County planners on Thursday raised questions about expanding Charles M. Schulz-Sonoma County Airport, an $84 million project that calls for longer
runways, more flights and a new passenger terminal.
The county should consider a scaled-down version of the project, said Planning Commissioner Greg Carr.
“Let’s look at something that begins to address the impacts,” he said.
The Planning Commission will make a recommendation to Sonoma County supervisors, who have final say over the project. The commission didn’t take
action Thursday, however, waiting for the county to respond to more than 100 comments from individuals, businesses and agencies.

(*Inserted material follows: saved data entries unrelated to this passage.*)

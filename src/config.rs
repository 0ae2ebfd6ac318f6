//! Environment-driven configuration for the warden core.
//!
//! Per-breaker and per-pool settings default from these global values; a
//! caller can still override them instance by instance.

use crate::constants;
use crate::error::{Result, WardenError};

#[derive(Debug, Clone)]
pub struct WardenConfig {
    /// Consecutive failures before a breaker opens.
    pub failure_threshold: u32,
    /// Seconds before an open breaker becomes eligible for half-open.
    pub timeout_seconds: u64,
    /// Half-open successes required to close.
    pub half_open_attempts: u32,
    /// Memory ceiling for the default worker health check, in MB.
    pub worker_memory_limit_mb: u64,
    /// Database URL for the durable breaker store and lock table, if used.
    pub database_url: Option<String>,
}

impl Default for WardenConfig {
    fn default() -> Self {
        Self {
            failure_threshold: constants::DEFAULT_FAILURE_THRESHOLD,
            timeout_seconds: constants::DEFAULT_TIMEOUT_SECONDS,
            half_open_attempts: constants::DEFAULT_HALF_OPEN_ATTEMPTS,
            worker_memory_limit_mb: constants::DEFAULT_WORKER_MEMORY_LIMIT_MB,
            database_url: None,
        }
    }
}

impl WardenConfig {
    pub fn from_env() -> Result<Self> {
        let mut config = Self::default();

        if let Ok(url) = std::env::var("DATABASE_URL") {
            config.database_url = Some(url);
        }

        if let Ok(threshold) = std::env::var("WARDEN_FAILURE_THRESHOLD") {
            config.failure_threshold = threshold.parse().map_err(|e| {
                WardenError::Configuration(format!("Invalid failure_threshold: {e}"))
            })?;
        }

        if let Ok(timeout) = std::env::var("WARDEN_BREAKER_TIMEOUT_SECONDS") {
            config.timeout_seconds = timeout.parse().map_err(|e| {
                WardenError::Configuration(format!("Invalid timeout_seconds: {e}"))
            })?;
        }

        if let Ok(attempts) = std::env::var("WARDEN_HALF_OPEN_ATTEMPTS") {
            config.half_open_attempts = attempts.parse().map_err(|e| {
                WardenError::Configuration(format!("Invalid half_open_attempts: {e}"))
            })?;
        }

        if let Ok(limit) = std::env::var("WARDEN_WORKER_MEMORY_LIMIT_MB") {
            config.worker_memory_limit_mb = limit.parse().map_err(|e| {
                WardenError::Configuration(format!("Invalid worker_memory_limit_mb: {e}"))
            })?;
        }

        config.validate()?;
        Ok(config)
    }

    pub fn validate(&self) -> Result<()> {
        if self.failure_threshold == 0 {
            return Err(WardenError::Configuration(
                "failure_threshold must be at least 1".to_string(),
            ));
        }
        if self.half_open_attempts == 0 {
            return Err(WardenError::Configuration(
                "half_open_attempts must be at least 1".to_string(),
            ));
        }
        Ok(())
    }
}
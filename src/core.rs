//! # Warden Core Context
//!
//! Long-lived object owning the shared services (store, locks, events,
//! clock, process control) and both registries. Callers hold one
//! `WardenCore` for the life of the process and obtain named breakers and
//! pools from it; there is no process-wide mutable singleton.

use std::sync::Arc;
use tracing::info;

use crate::clock::{Clock, SystemClock};
use crate::config::WardenConfig;
use crate::error::Result;
use crate::events::EventPublisher;
use crate::locking::{InProcessLockService, LockService, PostgresLockService};
use crate::registry::{CircuitBreakerRegistry, WorkerPoolRegistry};
use crate::resilience::{CircuitBreaker, CircuitBreakerConfig};
use crate::storage::{CircuitBreakerStore, InMemoryCircuitBreakerStore, PostgresCircuitBreakerStore};
use crate::supervision::{ProcessControl, SystemProcessControl, WorkerPool};

pub struct WardenCore {
    config: WardenConfig,
    events: EventPublisher,
    breakers: CircuitBreakerRegistry,
    pools: WorkerPoolRegistry,
}

impl std::fmt::Debug for WardenCore {
    fn fmt(&self, f: &mut std::fmt::Formatter<'_>) -> std::fmt::Result {
        f.debug_struct("WardenCore")
            .field("config", &self.config)
            .finish_non_exhaustive()
    }
}

impl WardenCore {
    /// Assemble a core from explicit parts. The other constructors are
    /// conveniences over this.
    pub fn from_parts(
        config: WardenConfig,
        store: Arc<dyn CircuitBreakerStore>,
        locks: Arc<dyn LockService>,
        processes: Arc<dyn ProcessControl>,
        clock: Arc<dyn Clock>,
    ) -> Result<Self> {
        config.validate()?;
        let events = EventPublisher::default();
        let breaker_defaults = CircuitBreakerConfig::from(&config);

        info!(
            failure_threshold = breaker_defaults.failure_threshold,
            timeout_seconds = breaker_defaults.timeout_seconds(),
            half_open_attempts = breaker_defaults.half_open_attempts,
            "warden core initialized"
        );

        Ok(Self {
            breakers: CircuitBreakerRegistry::new(
                breaker_defaults,
                store,
                locks,
                events.clone(),
                clock.clone(),
            ),
            pools: WorkerPoolRegistry::new(processes, clock),
            events,
            config,
        })
    }

    /// Single-process core: in-memory breaker store and locks, real worker
    /// processes spawned from `worker_program`/`worker_args`.
    pub fn in_memory(
        config: WardenConfig,
        worker_program: impl Into<String>,
        worker_args: Vec<String>,
    ) -> Result<Self> {
        Self::from_parts(
            config,
            Arc::new(InMemoryCircuitBreakerStore::new()),
            Arc::new(InProcessLockService::new()),
            Arc::new(SystemProcessControl::new(worker_program, worker_args)),
            Arc::new(SystemClock),
        )
    }

    /// Multi-process core: breaker state and locks shared through Postgres
    /// so every worker process observes the same circuit state. Runs the
    /// idempotent migrations for both tables.
    pub async fn with_postgres(
        config: WardenConfig,
        pool: sqlx::PgPool,
        worker_program: impl Into<String>,
        worker_args: Vec<String>,
    ) -> Result<Self> {
        let store = PostgresCircuitBreakerStore::new(pool.clone());
        store.migrate().await?;
        let locks = PostgresLockService::new(pool);
        locks.migrate().await?;

        Self::from_parts(
            config,
            Arc::new(store),
            Arc::new(locks),
            Arc::new(SystemProcessControl::new(worker_program, worker_args)),
            Arc::new(SystemClock),
        )
    }

    pub fn config(&self) -> &WardenConfig {
        &self.config
    }

    /// The event publisher breakers emit through; subscribe for alerting.
    pub fn events(&self) -> &EventPublisher {
        &self.events
    }

    /// Named breaker with the global default configuration.
    pub async fn circuit_breaker(&self, service_name: &str) -> Arc<CircuitBreaker> {
        self.breakers.get_or_create(service_name).await
    }

    /// Named breaker with per-instance configuration (first creation wins).
    pub async fn circuit_breaker_with(
        &self,
        service_name: &str,
        config: CircuitBreakerConfig,
    ) -> Arc<CircuitBreaker> {
        self.breakers.get_or_create_with(service_name, config).await
    }

    /// Named worker pool, configured on first access.
    pub async fn worker_pool<F>(&self, name: &str, configure: F) -> Result<Arc<WorkerPool>>
    where
        F: FnOnce(WorkerPool) -> Result<WorkerPool>,
    {
        self.pools.get_or_create(name, configure).await
    }

    pub fn breaker_registry(&self) -> &CircuitBreakerRegistry {
        &self.breakers
    }

    pub fn pool_registry(&self) -> &WorkerPoolRegistry {
        &self.pools
    }
}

Critics complain the 20-year expansion would bring larger aircraft, more noise and more traffic around the airport. Supporters argue the project would help Sonoma County’s economy and make air travel more convenient.
Much of the opposition comes from the town of Windsor, just north of the airport’s main runway. Windsor’s Town Council said this week it is against
the project unless the county can resolve some of the environmental problems.

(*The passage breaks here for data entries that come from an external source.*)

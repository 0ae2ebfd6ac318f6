//! Durable circuit breaker record, one row per protected service.
//!
//! The record is created lazily on first access, never deleted by the
//! breaker, and mutated only inside a held lock (see `locking`).
//! Invariant: `state == Open` exactly when `opened_at` is set; entering any
//! other state clears it. The transition helpers here are the only mutation
//! paths, so the invariant cannot drift.

use chrono::{DateTime, Utc};
use serde::{Deserialize, Serialize};

/// Operational state of a circuit breaker.
#[derive(Debug, Clone, Copy, PartialEq, Eq, Hash, Serialize, Deserialize)]
#[serde(rename_all = "snake_case")]
pub enum CircuitState {
    /// Normal operation, calls pass through.
    Closed,
    /// Failing fast, calls are rejected without executing.
    Open,
    /// Testing recovery with a limited number of trial calls.
    HalfOpen,
}

impl CircuitState {
    /// Stable wire/storage representation.
    pub fn as_str(&self) -> &'static str {
        match self {
            CircuitState::Closed => "closed",
            CircuitState::Open => "open",
            CircuitState::HalfOpen => "half_open",
        }
    }

    pub fn parse(value: &str) -> Option<Self> {
        match value {
            "closed" => Some(CircuitState::Closed),
            "open" => Some(CircuitState::Open),
            "half_open" => Some(CircuitState::HalfOpen),
            _ => None,
        }
    }
}

impl std::fmt::Display for CircuitState {
    fn fmt(&self, f: &mut std::fmt::Formatter<'_>) -> std::fmt::Result {
        f.write_str(self.as_str())
    }
}

/// Durable per-service breaker state, shared by every process calling the
/// same dependency.
#[derive(Debug, Clone, PartialEq, Serialize, Deserialize)]
pub struct CircuitBreakerRecord {
    pub service_name: String,
    pub state: CircuitState,
    pub failure_count: u32,
    pub success_count: u32,
    pub last_failure_at: Option<DateTime<Utc>>,
    pub last_success_at: Option<DateTime<Utc>>,
    pub opened_at: Option<DateTime<Utc>>,
}

impl CircuitBreakerRecord {
    /// Fresh record for a service seen for the first time.
    pub fn new(service_name: impl Into<String>) -> Self {
        Self {
            service_name: service_name.into(),
            state: CircuitState::Closed,
            failure_count: 0,
            success_count: 0,
            last_failure_at: None,
            last_success_at: None,
            opened_at: None,
        }
    }

    /// Transition into Open, stamping `opened_at`.
    pub fn transition_to_open(&mut self, now: DateTime<Utc>) {
        self.state = CircuitState::Open;
        self.opened_at = Some(now);
    }

    /// Transition into HalfOpen, resetting both counters for the probe run.
    pub fn transition_to_half_open(&mut self) {
        self.state = CircuitState::HalfOpen;
        self.failure_count = 0;
        self.success_count = 0;
        self.opened_at = None;
    }

    /// Transition into Closed, clearing counters and `opened_at`.
    pub fn transition_to_closed(&mut self) {
        self.state = CircuitState::Closed;
        self.failure_count = 0;
        self.success_count = 0;
        self.opened_at = None;
    }

    /// Whether an Open breaker has aged past its timeout and may probe.
    pub fn timeout_elapsed(&self, now: DateTime<Utc>, timeout_seconds: u64) -> bool {
        match self.opened_at {
            Some(opened_at) => {
                now.signed_duration_since(opened_at)
                    >= chrono::Duration::seconds(timeout_seconds as i64)
            }
            // Open with no timestamp should not happen; treat as eligible
            // so the breaker can recover rather than stay wedged.
            None => true,
        }
    }
}

#[cfg(test)]
mod tests {
    use super::*;

    #[test]
    fn new_record_starts_closed() {
        let record = CircuitBreakerRecord::new("payment-api");
        assert_eq!(record.state, CircuitState::Closed);
        assert_eq!(record.failure_count, 0);
        assert!(record.opened_at.is_none());
    }

    #[test]
    fn open_sets_timestamp_and_other_states_clear_it() {
        let now = Utc::now();
        let mut record = CircuitBreakerRecord::new("payment-api");

        record.transition_to_open(now);
        assert_eq!(record.state, CircuitState::Open);
        assert_eq!(record.opened_at, Some(now));

        record.transition_to_half_open();
        assert!(record.opened_at.is_none());

        record.transition_to_open(now);
        record.transition_to_closed();
        assert!(record.opened_at.is_none());
        assert_eq!(record.failure_count, 0);
        assert_eq!(record.success_count, 0);
    }

    #[test]
    fn timeout_boundary() {
        let opened = Utc::now();
        let mut record = CircuitBreakerRecord::new("payment-api");
        record.transition_to_open(opened);

        let just_before = opened + chrono::Duration::seconds(59);
        let at_boundary = opened + chrono::Duration::seconds(60);
        assert!(!record.timeout_elapsed(just_before, 60));
        assert!(record.timeout_elapsed(at_boundary, 60));
    }

    #[test]
    fn state_round_trips_through_storage_repr() {
        for state in [CircuitState::Closed, CircuitState::Open, CircuitState::HalfOpen] {
            assert_eq!(CircuitState::parse(state.as_str()), Some(state));
        }
        assert_eq!(CircuitState::parse("bogus"), None);
    }
}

On Thursday, county planning commissioners said they’re aware of the concerns.
“It’s going to complicate some people’s lives, especially in Windsor,” said Commissioner Jason Liles.
The project’s environmental report doesn’t consider a more modest project with fewer flights, shorter runways and less noise, Carr said.
“Why are we not looking at a lower-growth scenario?” asked Carr. “What’s lacking is an alternative that is more responsive and not quite as
The planning commission is expected to take action on the project next month.
Airport manager Jon Stout noted the county’s general plan already allows up to 21 flights a day at the airport. Currently, Alaska Airlines operates five
flights a day to Los Angeles, Seattle, Portland and Las Vegas.
The county-owned airport is in talks with Alaska, Frontier and U.S. Air about more destinations, including San Diego, Denver, Salt Lake City, Phoenix and Orange County.
But the airport’s existing runways are too short for most regional jets. The runways also need to be extended to meet new federal safety standards.
The expansion calls for 21 flights a day by 2030, with passengers growing from about 88,000 a year to nearly 300,000.
Work could start next year if Sonoma County and federal aviation authorities give the go-ahead.
An environmental report said the project would affect sensitive plants and wildlife, and recommends measures to reduce the impacts. It also identified
noise, traffic, water and air quality impacts.